3. Considérant qu'il y a lieu, dans les circonstances de l'espèce, de régler l'affaire au fond en application des dispositions de l'article L. 821-2 du code de justice administrative ;

4. Considérant qu'il ressort des pièces du dossier que Mme X. a été rémunérée à compter de son recrutement en octobre 1986 à l'indice 209 correspondant au premier échelon de l'emploi d'agent des services hospitaliers ; que sa rémunération n'a été revalorisée pour tenir compte de l'évolution de ses fonctions que par l'avenant du 25 septembre 2007 qui lui a confié, à partir du 1er janvier 2007, les tâches d'aide-soignante avec les fonctions d'aide médico-psychologique et lui a accordé une rémunération équivalente à celle du 6ème échelon d'aide-soignant, soit un indice brut de 314, majoré 303, puis un indice brut de 333, majoré 316 ; qu'il résulte cependant de l'instruction, et notamment des tableaux produits par l'établissement médico-éducatif et social départemental Y. , que depuis au moins le milieu des années 1990, celui-ci a confié à l'intéressée, qui avait obtenu, le 18 juin 1991, le certificat d'aptitude aux fonctions d'aide médico-psychologique, des tâches à temps complet d'aide médico-psychologique ; que l'avenant du 25 septembre 2007 n'a ainsi fait qu'entériner un état de fait existant depuis plus de dix ans ; qu'eu égard aux nouvelles fonctions confiées à Mme X., qui avait acquis la qualification nécessaire pour les exercer, le fait pour l'établissement d'avoir maintenu pendant la période litigieuse la rémunération prévue par le contrat initial pour des fonctions et une qualification sans rapport avec celles qui étaient devenues les siennes, révèle une erreur manifeste d'appréciation ;

5. Considérant qu'il résulte de ce qui précède que l'établissement médico-éducatif et social départemental Y. , qui ne discute pas le montant de l'indemnité mise à sa charge, n'est pas fondé à soutenir que c'est à tort que, par le jugement attaqué, le tribunal administratif de Limoges a jugé que sa responsabilité était engagée au titre du maintien d'un niveau de rémunération manifestement inadapté aux fonctions confiées à Mme X. et à la qualification qu'elle avait acquise pour les exercer ;

6. Considérant qu'il résulte de ce qui précède que l'appel présenté par l'établissement médico-éducatif et social départemental Y. doit être rejeté ; que ses conclusions présentées au titre des dispositions de l'article L. 761-1 du code de justice administrative ne sauraient, par suite, être accueillies ; qu'il y a lieu, dans les circonstances de l'espèce, de mettre à la charge de cet établissement la somme de 1500 euros à verser à Mme X. au titre des frais exposés par elle et non compris dans les dépens devant la cour administrative d'appel ;

D E C I D E :

Article 1er : L'arrêt de la cour administrative d'appel de Bordeaux du 1er février 2011 est annulé.
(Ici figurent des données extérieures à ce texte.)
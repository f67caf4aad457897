use serde::Serialize;
use thiserror::Error;

use crate::document::DocumentKind;
use crate::embedding::EmbeddingError;
use crate::error::ErrorKind;
use crate::extraction::ExtractionError;
use crate::normalize::NormalizeError;
use crate::scoring::ScoringError;

/// Pipeline stage that produced an error.
#[derive(Debug, Clone, Copy, PartialEq, Eq, Hash, Serialize)]
#[serde(rename_all = "snake_case")]
pub enum Stage {
    Extraction,
    Normalization,
    Embedding,
    Scoring,
}

impl Stage {
    pub fn as_str(&self) -> &'static str {
        match self {
            Stage::Extraction => "extraction",
            Stage::Normalization => "normalization",
            Stage::Embedding => "embedding",
            Stage::Scoring => "scoring",
        }
    }
}

impl std::fmt::Display for Stage {
    fn fmt(&self, f: &mut std::fmt::Formatter<'_>) -> std::fmt::Result {
        f.write_str(self.as_str())
    }
}

/// First failure of an evaluation, tagged with where it happened.
#[derive(Debug, Error)]
pub enum PipelineError {
    #[error("{document} extraction failed: {source}")]
    Extraction {
        document: DocumentKind,
        #[source]
        source: ExtractionError,
    },

    #[error("{document} normalization failed: {source}")]
    Normalization {
        document: DocumentKind,
        #[source]
        source: NormalizeError,
    },

    #[error("{document} embedding failed: {source}")]
    Embedding {
        document: DocumentKind,
        #[source]
        source: EmbeddingError,
    },

    #[error("scoring failed: {source}")]
    Scoring {
        #[source]
        source: ScoringError,
    },
}

impl PipelineError {
    pub fn stage(&self) -> Stage {
        match self {
            PipelineError::Extraction { .. } => Stage::Extraction,
            PipelineError::Normalization { .. } => Stage::Normalization,
            PipelineError::Embedding { .. } => Stage::Embedding,
            PipelineError::Scoring { .. } => Stage::Scoring,
        }
    }

    pub fn kind(&self) -> ErrorKind {
        match self {
            PipelineError::Extraction { source, .. } => source.kind(),
            PipelineError::Normalization { source, .. } => source.kind(),
            PipelineError::Embedding { source, .. } => source.kind(),
            PipelineError::Scoring { source } => source.kind(),
        }
    }

    /// The document being processed, if the failure is tied to one.
    pub fn document(&self) -> Option<DocumentKind> {
        match self {
            PipelineError::Extraction { document, .. }
            | PipelineError::Normalization { document, .. }
            | PipelineError::Embedding { document, .. } => Some(*document),
            PipelineError::Scoring { .. } => None,
        }
    }
}
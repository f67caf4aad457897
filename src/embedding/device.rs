use candle_core::{DType, Device};
use tracing::debug;

#[cfg(any(feature = "metal", feature = "cuda"))]
use tracing::{info, warn};

/// Picks the first usable GPU backend compiled in, falling back to CPU.
pub fn select_device() -> Device {
    #[cfg(feature = "cuda")]
    match Device::new_cuda(0) {
        Ok(device) => {
            info!("Using CUDA GPU acceleration");
            return device;
        }
        Err(e) => warn!(error = %e, "CUDA device unavailable"),
    }

    #[cfg(feature = "metal")]
    match Device::new_metal(0) {
        Ok(device) => {
            info!("Using Metal GPU acceleration");
            return device;
        }
        Err(e) => warn!(error = %e, "Metal device unavailable"),
    }

    debug!("Using CPU device");
    Device::Cpu
}

/// Weights are kept in F32 on CPU and F16 on accelerators.
pub fn select_dtype(device: &Device) -> DType {
    if device.is_cpu() {
        DType::F32
    } else {
        DType::F16
    }
}
use std::path::PathBuf;
use thiserror::Error;

use crate::error::ErrorKind;

/// Boxed underlying cause kept on [`EmbeddingError::EmbeddingFailed`].
pub type BoxError = Box<dyn std::error::Error + Send + Sync>;

#[derive(Debug, Error)]
pub enum EmbeddingError {
    #[error("embedding model not found at path: {path}")]
    ModelNotFound { path: PathBuf },

    #[error("failed to load embedding model: {reason}")]
    ModelLoadFailed { reason: String },

    #[error("invalid embedder configuration: {reason}")]
    InvalidConfig { reason: String },

    /// Load failed at startup; the embedder refuses every call until restarted.
    #[error("embedding model unavailable: {reason}")]
    ModelUnavailable { reason: String },

    #[error("cannot embed empty text")]
    EmptyInput,

    #[error("embedding failed during {context}: {source}")]
    EmbeddingFailed {
        context: &'static str,
        #[source]
        source: BoxError,
    },
}

impl EmbeddingError {
    pub(crate) fn failed(context: &'static str, source: impl Into<BoxError>) -> Self {
        EmbeddingError::EmbeddingFailed {
            context,
            source: source.into(),
        }
    }

    pub fn kind(&self) -> ErrorKind {
        match self {
            EmbeddingError::ModelNotFound { .. }
            | EmbeddingError::ModelLoadFailed { .. }
            | EmbeddingError::InvalidConfig { .. }
            | EmbeddingError::ModelUnavailable { .. } => ErrorKind::ModelUnavailable,
            EmbeddingError::EmptyInput => ErrorKind::EmptyInput,
            EmbeddingError::EmbeddingFailed { .. } => ErrorKind::EmbeddingFailed,
        }
    }
}

impl From<candle_core::Error> for EmbeddingError {
    fn from(err: candle_core::Error) -> Self {
        EmbeddingError::failed("inference", err)
    }
}
use tracing::debug;

use crate::embedding::Embedding;

use super::error::ScoringError;
use super::types::{MatchTier, SimilarityScore};

/// Cosine similarity of two equal-length, non-zero vectors, accumulated in `f64`.
pub fn cosine_similarity(a: &[f32], b: &[f32]) -> Result<f64, ScoringError> {
    if a.len() != b.len() {
        return Err(ScoringError::DimensionMismatch {
            left: a.len(),
            right: b.len(),
        });
    }
    if a.is_empty() {
        return Err(ScoringError::EmptyEmbedding);
    }

    let (dot, norm_a, norm_b) = a.iter().zip(b).fold(
        (0.0f64, 0.0f64, 0.0f64),
        |(dot, na, nb), (&x, &y)| {
            let (x, y) = (f64::from(x), f64::from(y));
            (dot + x * y, na + x * x, nb + y * y)
        },
    );

    let denom = norm_a.sqrt() * norm_b.sqrt();
    if denom == 0.0 {
        return Err(ScoringError::ZeroNorm);
    }

    Ok(dot / denom)
}

/// Scores two embeddings as a percentage (cosine × 100, 2 decimals, unclamped).
pub fn score(a: &Embedding, b: &Embedding) -> Result<SimilarityScore, ScoringError> {
    let cosine = cosine_similarity(a.as_slice(), b.as_slice())?;
    let score = SimilarityScore::from_cosine(cosine);

    debug!(cosine, score = score.value(), "Computed similarity score");

    Ok(score)
}

/// `Strong` if `score >= strong`, else `Moderate` if `score >= moderate`, else `Low`.
pub fn classify(score: f64, strong: f64, moderate: f64) -> MatchTier {
    if score >= strong {
        MatchTier::Strong
    } else if score >= moderate {
        MatchTier::Moderate
    } else {
        MatchTier::Low
    }
}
Article 2 : La requête présentée par l'établissement médico-éducatif et social départemental Y.  devant la cour administrative d'appel de Bordeaux est rejetée.

Article 3 : L'établissement médico-éducatif et social départemental Y. versera à Mme X. une somme de 1 500 euros au titre de l'article L. 761-1 du code de justice administrative.

Article 4 : La présente décision sera notifiée à Mme X. et à l'établissement médico-éducatif et social départemental Y.